If you have kept up with any of the popular business books such as The World is Flat or A Whole New Mind, you will have heard about how technology has made more and more services susceptible to outsourcing. The ability to communicate and share information with people in real time, regardless of their location, leverages cost advantages and makes the world more competitive every day. Outside of certain services that require a physical presence, such as plumbing or auto repair, more and more work will be sourced on a global basis. For example, some large law firms are now outsourcing legal research for American clients to India. As technology improves, global competition will continue to increase.
How to Compete
There are ways to compete, however. For one, people still like to do business with people they know and like. While a good customer relationship might not allow you to overcome a 75% price differential, it could be enough to allow you to charge a 25% premium. To do this, you must be in regular contact with your customers and prospects. Each interaction should provide a value-added benefit. It is important to note, however, that benefits are not always related to the “bottom line.” It is important to take time to nurture relationships, including simply getting to know somebody. You should not always be in a hurry to get to business, assuming your contact has time to talk. Be sure to tell them something about yourself that you might have in common. And definitely look for opportunities to open conversations based on cues your customer is giving you. You will be amazed at how far building a foundation will take you
Another thing you will need to focus on is the product or service you are offering. With high-paying technical jobs that were plentiful in the 1990s and early 2000s being outsourced in greater numbers, you will need to think about keeping your offering out of the commodity category. There is not enough time in a day to build profitable, great relationships in commodity markets. You would simply starve to death. To be successful you will need to continually look for ways to make your service unique. In his book A Whole New Mind, Daniel Pink talks about lawyers who are going to be successful. They are not the attorneys doing basic research (that is shipped to India). The successful lawyers will be the ones who can close the deal or empathize with a client.

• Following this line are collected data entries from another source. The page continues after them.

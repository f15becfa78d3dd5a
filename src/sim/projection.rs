//! Perspective projection for the behind-the-runner camera
//!
//! The track is a trapezoid that narrows toward the horizon. A world point is
//! a (lane, depth) pair: lane 0..2 across the track (fractional values are
//! allowed) and depth 0 at the horizon growing toward the camera.

use glam::Vec2;
use serde::{Deserialize, Serialize};

use crate::consts::*;

/// Screen geometry of the track
#[derive(Debug, Clone, Copy, PartialEq, Serialize, Deserialize)]
pub struct Viewport {
    pub width: f32,
    pub height: f32,
    /// Vanishing point
    pub center_x: f32,
    pub horizon_y: f32,
    /// Track width at the horizon
    pub top_width: f32,
    /// Track width at the bottom edge
    pub bottom_width: f32,
}

impl Default for Viewport {
    fn default() -> Self {
        Self {
            width: SCREEN_WIDTH,
            height: SCREEN_HEIGHT,
            center_x: HORIZON_X,
            horizon_y: HORIZON_Y,
            top_width: TRACK_TOP_WIDTH,
            bottom_width: TRACK_BOTTOM_WIDTH,
        }
    }
}

/// A projected world point
#[derive(Debug, Clone, Copy, PartialEq, Serialize, Deserialize)]
pub struct Projected {
    pub pos: Vec2,
    pub scale: f32,
}

impl Viewport {
    /// Track half-width at a given depth
    #[inline]
    pub fn half_width_at(&self, depth: f32) -> f32 {
        let t = depth.clamp(0.0, MAX_PROJECTED_DEPTH);
        self.top_width / 2.0 + t * (self.bottom_width - self.top_width) / 2.0
    }

    /// Map (lane, depth) to a screen position and sprite scale
    pub fn project(&self, lane: f32, depth: f32) -> Projected {
        let t = depth.clamp(0.0, MAX_PROJECTED_DEPTH);
        let y = self.horizon_y + t * (self.height - self.horizon_y);
        let lane_offset = (lane - CENTER_LANE as f32) * self.half_width_at(t) * LANE_SPREAD;
        Projected {
            pos: Vec2::new(self.center_x + lane_offset, y),
            scale: depth_scale(t),
        }
    }
}

/// Sprite scale at a depth: 0.15 at the horizon, 1.0 at depth 1
#[inline]
pub fn depth_scale(depth: f32) -> f32 {
    0.15 + depth.clamp(0.0, MAX_PROJECTED_DEPTH) * 0.85
}

/// Project onto the default 800x600 viewport
#[inline]
pub fn project(lane: f32, depth: f32) -> Projected {
    Viewport::default().project(lane, depth)
}
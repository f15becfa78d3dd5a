//! String key-value stores
//!
//! `MemoryStore` backs tests and one-off runs. `JsonFileStore` keeps the same
//! map in a JSON object on disk, written through a temp file on save.

use std::collections::BTreeMap;
use std::fs;
use std::io;
use std::path::{Path, PathBuf};

use thiserror::Error;

/// Minimal storage surface the profile needs
pub trait KeyValueStore {
    fn get(&self, key: &str) -> Option<String>;
    fn set(&mut self, key: &str, value: &str);
    fn remove(&mut self, key: &str);
}

#[derive(Debug, Error)]
pub enum StoreError {
    #[error("failed to access store file {path}: {source}")]
    Io {
        path: PathBuf,
        #[source]
        source: io::Error,
    },

    #[error("store file {path} is not a JSON string map: {source}")]
    Format {
        path: PathBuf,
        #[source]
        source: serde_json::Error,
    },
}

#[derive(Debug, Clone, Default)]
pub struct MemoryStore {
    values: BTreeMap<String, String>,
}

impl KeyValueStore for MemoryStore {
    fn get(&self, key: &str) -> Option<String> {
        self.values.get(key).cloned()
    }

    fn set(&mut self, key: &str, value: &str) {
        self.values.insert(key.to_string(), value.to_string());
    }

    fn remove(&mut self, key: &str) {
        self.values.remove(key);
    }
}

/// String map persisted as one JSON object
#[derive(Debug, Clone)]
pub struct JsonFileStore {
    path: PathBuf,
    values: BTreeMap<String, String>,
    dirty: bool,
}

impl JsonFileStore {
    /// Open the store, starting empty if the file does not exist yet
    pub fn open(path: impl AsRef<Path>) -> Result<Self, StoreError> {
        let path = path.as_ref().to_path_buf();
        let values = match fs::read_to_string(&path) {
            Ok(json) => serde_json::from_str(&json).map_err(|source| StoreError::Format {
                path: path.clone(),
                source,
            })?,
            Err(e) if e.kind() == io::ErrorKind::NotFound => {
                log::info!("No profile at {}, starting fresh", path.display());
                BTreeMap::new()
            }
            Err(source) => return Err(StoreError::Io { path, source }),
        };
        Ok(Self {
            path,
            values,
            dirty: false,
        })
    }

    pub fn path(&self) -> &Path {
        &self.path
    }

    /// Write pending changes (tmp file, then rename over the old one)
    pub fn save(&mut self) -> Result<(), StoreError> {
        if !self.dirty {
            return Ok(());
        }
        let io_err = |source| StoreError::Io {
            path: self.path.clone(),
            source,
        };
        let json = serde_json::to_string_pretty(&self.values).map_err(|source| {
            StoreError::Format {
                path: self.path.clone(),
                source,
            }
        })?;
        let tmp = self.path.with_extension("tmp");
        fs::write(&tmp, json).map_err(io_err)?;
        fs::rename(&tmp, &self.path).map_err(io_err)?;
        self.dirty = false;
        log::info!("Profile saved to {}", self.path.display());
        Ok(())
    }
}

impl KeyValueStore for JsonFileStore {
    fn get(&self, key: &str) -> Option<String> {
        self.values.get(key).cloned()
    }

    fn set(&mut self, key: &str, value: &str) {
        self.values.insert(key.to_string(), value.to_string());
        self.dirty = true;
    }

    fn remove(&mut self, key: &str) {
        if self.values.remove(key).is_some() {
            self.dirty = true;
        }
    }
}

You, too, should look for ways to provide a product or service that will not soon be commoditized. As technology improves, tax policies change, and globalization becomes more commonplace, consumers are going to look for every advantage they can get. It will be up to you to search for more and newer ways to differentiate your product or service and build intellectual capital. In the meantime, keeping as close as possible to your customer is something you can do to buy some time.